◆ **Assignment**
Copy each line of the data below in which the word "inner" can be found.

Data records
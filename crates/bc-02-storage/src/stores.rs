//! # Typed Stores
//!
//! Thin typed facades over the key-value store: blocks (dual-indexed by hash
//! and height), receipts, and chain metadata. Writers stage into a caller's
//! [`WriteBatch`] so a block, its receipts, and the latest pointer land in
//! one atomic commit.

use crate::keys;
use crate::kv::{ColumnFamily, KeyValueStore, WriteBatch};
use crate::StorageError;
use shared_types::{Block, BlockHeader, Decodable, Encodable, Hash, Receipt};
use std::sync::Arc;

/// Block persistence: header by hash, full block under `raw:`, height index,
/// and the commit bitmap.
#[derive(Clone)]
pub struct BlockStore {
    store: Arc<dyn KeyValueStore>,
}

impl BlockStore {
    pub fn new(store: Arc<dyn KeyValueStore>) -> Self {
        Self { store }
    }

    /// Stage a block and its indices into `batch`.
    pub fn stage_block(&self, batch: &mut WriteBatch, block: &Block) {
        let hash = block.hash();
        batch.put(
            ColumnFamily::Blocks,
            hash.as_bytes().to_vec(),
            block.header.encode(),
        );
        batch.put(ColumnFamily::Blocks, keys::block_raw_key(&hash), block.encode());
        batch.put(
            ColumnFamily::BlockIndex,
            keys::block_index_key(block.header.number).to_vec(),
            hash.as_bytes().to_vec(),
        );
        if let Some(cert) = &block.certificate {
            batch.put(
                ColumnFamily::Metadata,
                keys::bitmap_key(block.header.number).to_vec(),
                cert.bitmap.to_be_bytes().to_vec(),
            );
        }
    }

    pub fn header(&self, hash: &Hash) -> Result<Option<BlockHeader>, StorageError> {
        match self.store.get(ColumnFamily::Blocks, hash.as_bytes())? {
            None => Ok(None),
            Some(bytes) => BlockHeader::decode(&bytes)
                .map(Some)
                .map_err(|e| StorageError::Corrupted {
                    context: "blocks/header",
                    detail: e.to_string(),
                }),
        }
    }

    pub fn block(&self, hash: &Hash) -> Result<Option<Block>, StorageError> {
        match self.store.get(ColumnFamily::Blocks, &keys::block_raw_key(hash))? {
            None => Ok(None),
            Some(bytes) => Block::decode(&bytes)
                .map(Some)
                .map_err(|e| StorageError::Corrupted {
                    context: "blocks/raw",
                    detail: e.to_string(),
                }),
        }
    }

    pub fn hash_by_height(&self, height: u64) -> Result<Option<Hash>, StorageError> {
        match self
            .store
            .get(ColumnFamily::BlockIndex, &keys::block_index_key(height))?
        {
            None => Ok(None),
            Some(bytes) => Hash::from_slice(&bytes).map(Some).ok_or(StorageError::Corrupted {
                context: "block_index",
                detail: format!("hash value of {} bytes", bytes.len()),
            }),
        }
    }

    pub fn block_by_height(&self, height: u64) -> Result<Option<Block>, StorageError> {
        match self.hash_by_height(height)? {
            None => Ok(None),
            Some(hash) => self.block(&hash),
        }
    }

    /// Commit bitmap recorded for a height, if the block finalized.
    pub fn bitmap(&self, height: u64) -> Result<Option<u64>, StorageError> {
        match self.store.get(ColumnFamily::Metadata, &keys::bitmap_key(height))? {
            None => Ok(None),
            Some(bytes) => {
                let arr: [u8; 8] = bytes.as_slice().try_into().map_err(|_| StorageError::Corrupted {
                    context: "metadata/bitmap",
                    detail: format!("bitmap value of {} bytes", bytes.len()),
                })?;
                Ok(Some(u64::from_be_bytes(arr)))
            }
        }
    }
}

/// Receipt persistence by transaction hash.
#[derive(Clone)]
pub struct ReceiptStore {
    store: Arc<dyn KeyValueStore>,
}

impl ReceiptStore {
    pub fn new(store: Arc<dyn KeyValueStore>) -> Self {
        Self { store }
    }

    pub fn stage_receipts(&self, batch: &mut WriteBatch, receipts: &[Receipt]) {
        for receipt in receipts {
            batch.put(
                ColumnFamily::Receipts,
                receipt.tx_hash.as_bytes().to_vec(),
                receipt.encode(),
            );
        }
    }

    pub fn receipt(&self, tx_hash: &Hash) -> Result<Option<Receipt>, StorageError> {
        match self.store.get(ColumnFamily::Receipts, tx_hash.as_bytes())? {
            None => Ok(None),
            Some(bytes) => Receipt::decode(&bytes)
                .map(Some)
                .map_err(|e| StorageError::Corrupted {
                    context: "receipts",
                    detail: e.to_string(),
                }),
        }
    }
}

/// Chain metadata scalars.
#[derive(Clone)]
pub struct MetadataStore {
    store: Arc<dyn KeyValueStore>,
}

impl MetadataStore {
    pub fn new(store: Arc<dyn KeyValueStore>) -> Self {
        Self { store }
    }

    pub fn stage_latest_block(&self, batch: &mut WriteBatch, hash: &Hash) {
        batch.put(
            ColumnFamily::Metadata,
            keys::META_LATEST_BLOCK.to_vec(),
            hash.as_bytes().to_vec(),
        );
    }

    /// Hash of the most recently committed block, if any.
    pub fn latest_block(&self) -> Result<Option<Hash>, StorageError> {
        match self.store.get(ColumnFamily::Metadata, keys::META_LATEST_BLOCK)? {
            None => Ok(None),
            Some(bytes) => Hash::from_slice(&bytes).map(Some).ok_or(StorageError::Corrupted {
                context: "metadata/latest_block",
                detail: format!("hash value of {} bytes", bytes.len()),
            }),
        }
    }
}
//! # RocksDB Storage Adapter
//!
//! Production backend behind [`KeyValueStore`].
//!
//! ## Configuration
//!
//! Tuned for blockchain workloads:
//! - Snappy compression
//! - Bloom filters (10 bits per key)
//! - LRU block cache (256MB default)
//! - One RocksDB column family per logical [`ColumnFamily`]

use crate::kv::{BatchOp, ColumnFamily, KeyValueStore, WriteBatch};
use crate::StorageError;
use rocksdb::{ColumnFamilyDescriptor, Direction, IteratorMode, Options, WriteOptions, DB};
use std::path::Path;

/// RocksDB tuning knobs.
#[derive(Debug, Clone)]
pub struct RocksDbConfig {
    /// Block cache size in bytes.
    pub block_cache_size: usize,
    /// Write buffer size in bytes.
    pub write_buffer_size: usize,
    /// Maximum number of write buffers.
    pub max_write_buffer_number: i32,
    /// fsync after each commit.
    pub sync_writes: bool,
}

impl Default for RocksDbConfig {
    fn default() -> Self {
        Self {
            block_cache_size: 256 * 1024 * 1024,
            write_buffer_size: 64 * 1024 * 1024,
            max_write_buffer_number: 3,
            sync_writes: true,
        }
    }
}

impl RocksDbConfig {
    /// Smaller buffers, no fsync. For tests.
    pub fn for_testing() -> Self {
        Self {
            block_cache_size: 8 * 1024 * 1024,
            write_buffer_size: 4 * 1024 * 1024,
            max_write_buffer_number: 2,
            sync_writes: false,
        }
    }
}

/// RocksDB-backed store.
pub struct RocksDbStore {
    db: DB,
    config: RocksDbConfig,
}

impl RocksDbStore {
    /// Open or create the database at `path` with all column families.
    pub fn open(path: impl AsRef<Path>, config: RocksDbConfig) -> Result<Self, StorageError> {
        let mut opts = Options::default();
        opts.create_if_missing(true);
        opts.create_missing_column_families(true);
        opts.set_write_buffer_size(config.write_buffer_size);
        opts.set_max_write_buffer_number(config.max_write_buffer_number);
        opts.set_compression_type(rocksdb::DBCompressionType::Snappy);

        let mut block_opts = rocksdb::BlockBasedOptions::default();
        block_opts.set_bloom_filter(10.0, false);
        block_opts.set_block_cache(&rocksdb::Cache::new_lru_cache(config.block_cache_size));
        opts.set_block_based_table_factory(&block_opts);

        let cf_descriptors: Vec<ColumnFamilyDescriptor> = ColumnFamily::ALL
            .iter()
            .map(|cf| {
                let mut cf_opts = Options::default();
                cf_opts.set_compression_type(rocksdb::DBCompressionType::Snappy);
                ColumnFamilyDescriptor::new(cf.name(), cf_opts)
            })
            .collect();

        let db = DB::open_cf_descriptors(&opts, path, cf_descriptors)
            .map_err(|e| StorageError::Backend(e.to_string()))?;

        Ok(Self { db, config })
    }

    fn handle(&self, cf: ColumnFamily) -> Result<&rocksdb::ColumnFamily, StorageError> {
        self.db
            .cf_handle(cf.name())
            .ok_or_else(|| StorageError::Backend(format!("missing column family {cf}")))
    }
}

impl KeyValueStore for RocksDbStore {
    fn get(&self, cf: ColumnFamily, key: &[u8]) -> Result<Option<Vec<u8>>, StorageError> {
        let handle = self.handle(cf)?;
        self.db
            .get_cf(handle, key)
            .map_err(|e| StorageError::Backend(e.to_string()))
    }

    fn commit(&self, batch: WriteBatch) -> Result<(), StorageError> {
        let mut inner = rocksdb::WriteBatch::default();
        for op in batch.into_ops() {
            match op {
                BatchOp::Put { cf, key, value } => {
                    inner.put_cf(self.handle(cf)?, key, value);
                }
                BatchOp::Delete { cf, key } => {
                    inner.delete_cf(self.handle(cf)?, key);
                }
            }
        }
        let mut write_opts = WriteOptions::default();
        write_opts.set_sync(self.config.sync_writes);
        self.db
            .write_opt(inner, &write_opts)
            .map_err(|e| StorageError::Backend(e.to_string()))
    }

    fn scan_prefix(
        &self,
        cf: ColumnFamily,
        prefix: &[u8],
    ) -> Result<Vec<(Vec<u8>, Vec<u8>)>, StorageError> {
        let handle = self.handle(cf)?;
        let mode = if prefix.is_empty() {
            IteratorMode::Start
        } else {
            IteratorMode::From(prefix, Direction::Forward)
        };
        let mut out = Vec::new();
        for item in self.db.iterator_cf(handle, mode) {
            let (key, value) = item.map_err(|e| StorageError::Backend(e.to_string()))?;
            if !key.starts_with(prefix) {
                break;
            }
            out.push((key.to_vec(), value.to_vec()));
        }
        Ok(out)
    }
}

◆ **Reply to the exercise**
        let mut inner = rocksdb::WriteBatch::default();
                    inner.put_cf(self.handle(cf)?, key, value);
                    inner.delete_cf(self.handle(cf)?, key);
            .write_opt(inner, &write_opts)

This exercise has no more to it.